Winter care for pets

By Dr. Theenda Greer

Winter can bring about temperatures that can be dangerous not only for us, but for our pets as well.  Extra care and precautions can help proven potential problems that may arise during the winter season. 

The normal body temperature for dogs and cats range for 100 F to 102.5 F.  When the environmental temperature drops below freezing, and animals are left outside for an extended amount of time, hypothermia and frostbite can set in quickly.

Depending on the degree and length of exposure, signs for hypothermia includes shivering, lethargy, muscle stiffness, shallow respiration, loss of consciousness and death.  The ears and feet of animals are at the greatest risk of getting frost bit.  These areas will be very cold and swollen and sometimes very painful for the animal.  Snow, ice, and melting salt can cause problems for the feet of the pet.  Ice can cut their feet and salt can cause thermal burns to their pads.

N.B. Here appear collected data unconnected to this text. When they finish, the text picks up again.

//! Data types for Nominatim responses

use std::collections::HashMap;

use serde::Deserialize;

/// A geocoded place as returned by the search and reverse endpoints
///
/// Coordinates stay the strings the service sent, preserving its textual
/// precision. The address map is only present when the service included an
/// address breakdown (reverse lookups always request one).
#[derive(Debug, Clone, PartialEq, Deserialize)]
pub struct Location {
    pub display_name: String,
    pub lat: String,
    pub lon: String,
    pub address: Option<HashMap<String, serde_json::Value>>,
}

/// Wire shape of a `/reverse` reply
///
/// Carries either a location or the service's explicit error payload
/// (e.g. `{"error": "Unable to geocode"}`), so every field is optional.
#[derive(Debug, Deserialize)]
pub(crate) struct ReverseResponse {
    pub(crate) error: Option<String>,
    pub(crate) display_name: Option<String>,
    pub(crate) lat: Option<String>,
    pub(crate) lon: Option<String>,
    pub(crate) address: Option<HashMap<String, serde_json::Value>>,
}

impl ReverseResponse {
    /// Convert into a [`Location`], or `None` if a required field is missing
    pub(crate) fn into_location(self) -> Option<Location> {
        Some(Location {
            display_name: self.display_name?,
            lat: self.lat?,
            lon: self.lon?,
            address: self.address,
        })
    }
}
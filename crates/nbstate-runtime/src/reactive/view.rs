#![forbid(unsafe_code)]

//! Read-only derived state.

use std::fmt;
use std::rc::Rc;

use super::node::Node;

/// How a view derives its value from its parent.
#[derive(Debug, Clone, Copy, PartialEq, Eq)]
pub enum ViewKind {
    /// A field of the parent value; emits when that field changes.
    Field,
    /// A pure function of (a part of) the parent value; emits when the
    /// result changes.
    Mapped,
}

/// A read-only container whose value follows a parent handler or view.
///
/// Cloning a `StateView` creates a new handle to the **same** view.
/// Disposing any clone disposes the view and detaches it from its parent.
pub struct StateView<S> {
    pub(crate) node: Rc<Node<S>>,
    kind: ViewKind,
}

impl<S> Clone for StateView<S> {
    fn clone(&self) -> Self {
        Self {
            node: Rc::clone(&self.node),
            kind: self.kind,
        }
    }
}

impl<S: 'static> StateView<S> {
    pub(crate) fn from_node(node: Rc<Node<S>>, kind: ViewKind) -> Self {
        Self { node, kind }
    }

    #[must_use]
    pub fn kind(&self) -> ViewKind {
        self.kind
    }
}

impl<S: fmt::Debug + 'static> fmt::Debug for StateView<S> {
    fn fmt(&self, f: &mut fmt::Formatter<'_>) -> fmt::Result {
        f.debug_struct("StateView")
            .field("id", &self.node.id())
            .field("kind", &self.kind)
            .field("state", &*self.node.state())
            .field("observers", &self.node.observer_count())
            .field("disposed", &self.node.is_disposed())
            .finish()
    }
}
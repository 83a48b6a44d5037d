//! Benchmarks for state notification fan-out.
//!
//! Run with: cargo bench -p nbstate-runtime --bench notify_bench

use criterion::{BenchmarkId, Criterion, criterion_group, criterion_main};
use nbstate_runtime::{Observable, StateHandler};
use std::cell::Cell;
use std::hint::black_box;
use std::rc::Rc;

#[derive(Debug, Clone, PartialEq)]
struct Doc {
    version: u64,
    cells: Vec<String>,
}

fn doc(cells: usize) -> Doc {
    Doc {
        version: 0,
        cells: (0..cells).map(|i| format!("cell {i}")).collect(),
    }
}

// =============================================================================
// Observer fan-out
// =============================================================================

fn bench_fan_out(c: &mut Criterion) {
    let mut group = c.benchmark_group("state/fan_out");

    for observers in [1usize, 16, 256] {
        let handler = StateHandler::new(0u64);
        let hits = Rc::new(Cell::new(0u64));
        for _ in 0..observers {
            let hits = Rc::clone(&hits);
            handler
                .add_observer(move |new, _| hits.set(hits.get().wrapping_add(*new)))
                .unwrap();
        }
        group.bench_with_input(BenchmarkId::from_parameter(observers), &handler, |b, h| {
            b.iter(|| black_box(h.update(|n| n + 1).unwrap()))
        });
    }

    group.finish();
}

// =============================================================================
// Suppressed updates (structural equality on the hot path)
// =============================================================================

fn bench_suppressed(c: &mut Criterion) {
    let mut group = c.benchmark_group("state/suppressed");

    for cells in [10usize, 1_000] {
        let handler = StateHandler::new(doc(cells));
        handler.add_observer(|_, _| {}).unwrap();
        group.bench_with_input(BenchmarkId::from_parameter(cells), &handler, |b, h| {
            b.iter(|| black_box(h.update(Doc::clone).unwrap()))
        });
    }

    group.finish();
}

// =============================================================================
// Views
// =============================================================================

fn bench_views(c: &mut Criterion) {
    let mut group = c.benchmark_group("state/views");

    let handler = StateHandler::new(doc(100));
    let views: Vec<_> = (0..32)
        .map(|_| handler.view(|d: &Doc| &d.cells).unwrap())
        .collect();
    group.bench_function("unrelated_field_change", |b| {
        b.iter(|| {
            black_box(
                handler
                    .update(|d| Doc {
                        version: d.version + 1,
                        cells: d.cells.clone(),
                    })
                    .unwrap(),
            )
        })
    });
    drop(views);

    group.bench_function("create_and_dispose", |b| {
        b.iter(|| {
            let view = handler.view(|d: &Doc| &d.version).unwrap();
            view.dispose();
        })
    });

    group.finish();
}

criterion_group!(benches, bench_fan_out, bench_suppressed, bench_views);
criterion_main!(benches);
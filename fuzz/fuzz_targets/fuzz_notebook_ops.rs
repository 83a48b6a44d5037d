#![no_main]

use arbitrary::Arbitrary;
use libfuzzer_sys::fuzz_target;
use nbstate_model::{CellFlag, CellState, NotebookState, Output, Outputs};
use nbstate_notebook::NotebookStateHandler;
use nbstate_runtime::Observable;

#[derive(Arbitrary, Debug)]
enum Op {
    Insert { id: u8, after: Option<u8> },
    Delete(u8),
    Queue(u8),
    Run(u8),
    Fail(u8),
    Output { id: u8, clear: bool },
    Select(Option<u8>),
    Wait { id: u8, running: bool },
}

fuzz_target!(|ops: Vec<Op>| {
    let nb = NotebookStateHandler::new(NotebookState::new("fuzz.ipynb"));
    let mut waits = Vec::new();
    for op in ops.into_iter().take(512) {
        let _ = match op {
            Op::Insert { id, after } => nb
                .insert_cell(CellState::new(id.into(), "scala", ""), after.map(Into::into))
                .map(|()| true),
            Op::Delete(id) => nb.delete_cell(id.into()).map(|_| true),
            Op::Queue(id) => nb.set_cell_queued(id.into()),
            Op::Run(id) => nb.set_cell_running(id.into()),
            Op::Fail(id) => nb.set_cell_error(id.into(), None),
            Op::Output { id, clear } => {
                let items = vec![Output::new("text/plain", "x")];
                let batch = if clear { Outputs::replace(items) } else { Outputs::append(items) };
                nb.apply_outputs(id.into(), batch)
            }
            Op::Select(id) => nb.set_active_cell(id.map(Into::into)),
            Op::Wait { id, running } => {
                let flag = if running { CellFlag::Running } else { CellFlag::Queued };
                nb.wait_for_cell_change(id.into(), flag).map(|wait| {
                    waits.push(wait);
                    true
                })
            }
        };
        let state = nb.state();
        assert!(state.is_consistent());
        assert!(state.cells.values().all(|c| !(c.running && c.queued)));
    }
});
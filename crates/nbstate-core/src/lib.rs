#![forbid(unsafe_code)]

//! Core: structural equality, pure collection helpers, and deferred results.
//!
//! Everything in this crate is free of shared state except [`deferred`],
//! which bridges a state-driven signal back to an awaiting caller.

pub mod collections;
pub mod deferred;
pub mod equality;
pub mod error;

pub use deferred::{Deferred, DeferredError, Resolver, deferred, deferred_with_error};
pub use error::{CoreError, Result};
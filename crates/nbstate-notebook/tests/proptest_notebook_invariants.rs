#![forbid(unsafe_code)]

//! Property-based invariant tests for the notebook handler.
//!
//! 1. Any sequence of cell mutations keeps `cell_order` and `cells` in step.
//! 2. Failed mutations leave the state exactly as it was.
//! 3. Previous/next lookups agree with `cell_order` positions, and absent
//!    anchors have no neighbours.
//! 4. A cell wait settles at most once, however often the flag toggles.

use std::cell::Cell;
use std::rc::Rc;

use nbstate_model::{CellFlag, CellId, CellState, NotebookState};
use nbstate_notebook::NotebookStateHandler;
use nbstate_runtime::Observable;
use proptest::prelude::*;

// ── Strategies ──────────────────────────────────────────────────────────

#[derive(Debug, Clone)]
enum Op {
    Insert { id: CellId, after: Option<CellId> },
    Delete(CellId),
    Run(CellId),
    Complete(CellId),
    Select(Option<CellId>),
}

fn op() -> impl Strategy<Value = Op> {
    let id = 0i32..12;
    prop_oneof![
        (id.clone(), proptest::option::of(0i32..12)).prop_map(|(id, after)| Op::Insert { id, after }),
        id.clone().prop_map(Op::Delete),
        id.clone().prop_map(Op::Run),
        id.clone().prop_map(Op::Complete),
        proptest::option::of(id).prop_map(Op::Select),
    ]
}

fn apply(nb: &NotebookStateHandler, op: &Op) -> bool {
    match op {
        Op::Insert { id, after } => nb.insert_cell(CellState::new(*id, "scala", ""), *after).is_ok(),
        Op::Delete(id) => nb.delete_cell(*id).is_ok(),
        Op::Run(id) => nb.set_cell_running(*id).is_ok(),
        Op::Complete(id) => nb.set_cell_complete(*id).is_ok(),
        Op::Select(id) => nb.set_active_cell(*id).is_ok(),
    }
}

fn order() -> impl Strategy<Value = Vec<CellId>> {
    proptest::collection::btree_set(0i32..50, 0..12)
        .prop_map(|ids| ids.into_iter().collect::<Vec<_>>())
        .prop_shuffle()
}

// ═════════════════════════════════════════════════════════════════════════
// 1–2. Mutations
// ═════════════════════════════════════════════════════════════════════════

proptest! {
    #[test]
    fn mutations_keep_order_consistent(ops in proptest::collection::vec(op(), 0..40)) {
        let nb = NotebookStateHandler::new(NotebookState::new("p.ipynb"));
        for op in &ops {
            let before = nb.state();
            let applied = apply(&nb, op);
            let after = nb.state();
            if !applied {
                prop_assert_eq!(&*before, &*after);
            }
            prop_assert!(nb.state().is_consistent(), "after {:?}", op);
        }
    }
}

// ═════════════════════════════════════════════════════════════════════════
// 3–4. Queries and waits
// ═════════════════════════════════════════════════════════════════════════

proptest! {
    #[test]
    fn neighbours_match_positions(order in order(), probe in 0i32..60) {
        let nb = NotebookStateHandler::new(NotebookState::with_cells(
            "p.ipynb",
            order.iter().map(|&id| CellState::new(id, "scala", "")),
        ));
        match order.iter().position(|&id| id == probe) {
            Some(idx) => {
                prop_assert_eq!(nb.get_cell_index(probe), Some(idx));
                let prev = if idx == 0 { None } else { Some(order[idx - 1]) };
                prop_assert_eq!(nb.get_previous_cell_id(probe), prev);
                prop_assert_eq!(nb.get_next_cell_id(probe), order.get(idx + 1).copied());
            }
            None => {
                prop_assert_eq!(nb.get_cell_index(probe), None);
                prop_assert_eq!(nb.get_previous_cell_id(probe), None);
                prop_assert_eq!(nb.get_next_cell_id(probe), None);
            }
        }
    }

    #[test]
    fn wait_settles_at_most_once(toggles in 1usize..10) {
        let nb = NotebookStateHandler::new(NotebookState::with_cells(
            "p.ipynb",
            [CellState::new(1, "scala", "")],
        ));
        let settled = Rc::new(Cell::new(0));
        let count = Rc::clone(&settled);
        let wait = nb.wait_for_cell_change(1, CellFlag::Running).unwrap();
        let observed = nb.subscribe(move |_, _| {}).unwrap();
        for _ in 0..toggles {
            nb.set_cell_running(1).unwrap();
            nb.set_cell_complete(1).unwrap();
        }
        let done = futures::executor::block_on(wait.finally(move || count.set(count.get() + 1)));
        prop_assert_eq!(done, Ok(()));
        prop_assert_eq!(settled.get(), 1);
        prop_assert_eq!(nb.observer_count(), 1);
        drop(observed);
        prop_assert_eq!(nb.observer_count(), 0);
    }
}
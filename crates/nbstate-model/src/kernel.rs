#![forbid(unsafe_code)]

//! State of the kernel attached to a notebook.

use std::collections::BTreeMap;

use serde::{Deserialize, Serialize};

use crate::cell::CellId;
use crate::result::ResultValue;

/// Values the kernel has announced, grouped by the cell that produced them.
pub type SymbolTable = BTreeMap<CellId, BTreeMap<String, ResultValue>>;

#[derive(Debug, Clone, Copy, Default, PartialEq, Eq, Hash, Serialize, Deserialize)]
#[serde(rename_all = "lowercase")]
pub enum KernelStatus {
    #[default]
    Disconnected,
    Dead,
    Busy,
    Idle,
}

impl KernelStatus {
    #[must_use]
    pub fn is_connected(self) -> bool {
        matches!(self, Self::Busy | Self::Idle)
    }
}

#[derive(Debug, Clone, Copy, Default, PartialEq, Eq, Hash, Serialize, Deserialize)]
#[serde(rename_all = "lowercase")]
pub enum TaskStatus {
    Complete,
    #[default]
    Queued,
    Running,
    Error,
}

impl TaskStatus {
    #[must_use]
    pub fn is_done(self) -> bool {
        matches!(self, Self::Complete | Self::Error)
    }
}

/// A unit of kernel work, such as loading a notebook or running a cell.
#[derive(Debug, Clone, Default, PartialEq, Eq, Serialize, Deserialize)]
pub struct TaskInfo {
    pub id: String,
    pub label: String,
    #[serde(default)]
    pub detail: String,
    pub status: TaskStatus,
    /// 0 to 255, where 255 is done.
    #[serde(default)]
    pub progress: u8,
    #[serde(default, skip_serializing_if = "Option::is_none")]
    pub parent: Option<String>,
}

impl TaskInfo {
    #[must_use]
    pub fn new(id: impl Into<String>, label: impl Into<String>, status: TaskStatus) -> Self {
        Self {
            id: id.into(),
            label: label.into(),
            status,
            ..Self::default()
        }
    }

    #[must_use]
    pub fn with_progress(mut self, progress: u8) -> Self {
        self.progress = progress;
        self
    }
}

#[derive(Debug, Clone, Default, PartialEq, Eq, Serialize, Deserialize)]
pub struct KernelState {
    pub symbols: SymbolTable,
    pub status: KernelStatus,
    /// Free-form key/value details reported by the kernel.
    pub info: BTreeMap<String, String>,
    /// Task id → task.
    pub tasks: BTreeMap<String, TaskInfo>,
}

impl KernelState {
    #[must_use]
    pub fn task(&self, id: &str) -> Option<&TaskInfo> {
        self.tasks.get(id)
    }

    /// Every value announced by any cell, in cell id order.
    pub fn all_symbols(&self) -> impl Iterator<Item = &ResultValue> {
        self.symbols.values().flat_map(BTreeMap::values)
    }
}

#[cfg(test)]
mod tests {
    use super::*;

    #[test]
    fn status_predicates() {
        assert!(KernelStatus::Idle.is_connected());
        assert!(!KernelStatus::Dead.is_connected());
        assert!(TaskStatus::Error.is_done());
        assert!(!TaskStatus::Running.is_done());
    }

    #[test]
    fn symbols_iterate_in_cell_order() {
        let mut kernel = KernelState::default();
        kernel
            .symbols
            .entry(2)
            .or_default()
            .insert("y".into(), ResultValue::new("y", "Int", 2));
        kernel
            .symbols
            .entry(1)
            .or_default()
            .insert("x".into(), ResultValue::new("x", "Int", 1));
        let names: Vec<_> = kernel.all_symbols().map(|v| v.name.as_str()).collect();
        assert_eq!(names, ["x", "y"]);
    }
}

During very cold weather, allow indoor pets outside long enough for exercise and to "go" only.  Maintain their temperature with sweaters and coats and protect their feet with doggie booties.  Outdoor pets should have a warm, dry place to get out of the elements such as indoors or a heated garage.  Water bowls should be checked often making sure that it does not freeze.  Heated water bowls are also available at most pet stores.  Remove snow and ice from your pet's coat and feet to prevent frostbite.  If cats run free in the neighborhood, make sure to tap on the hood of your car before starting it to prevent fan belt injuries.  Cats often climb under the hoods of cars to get warm.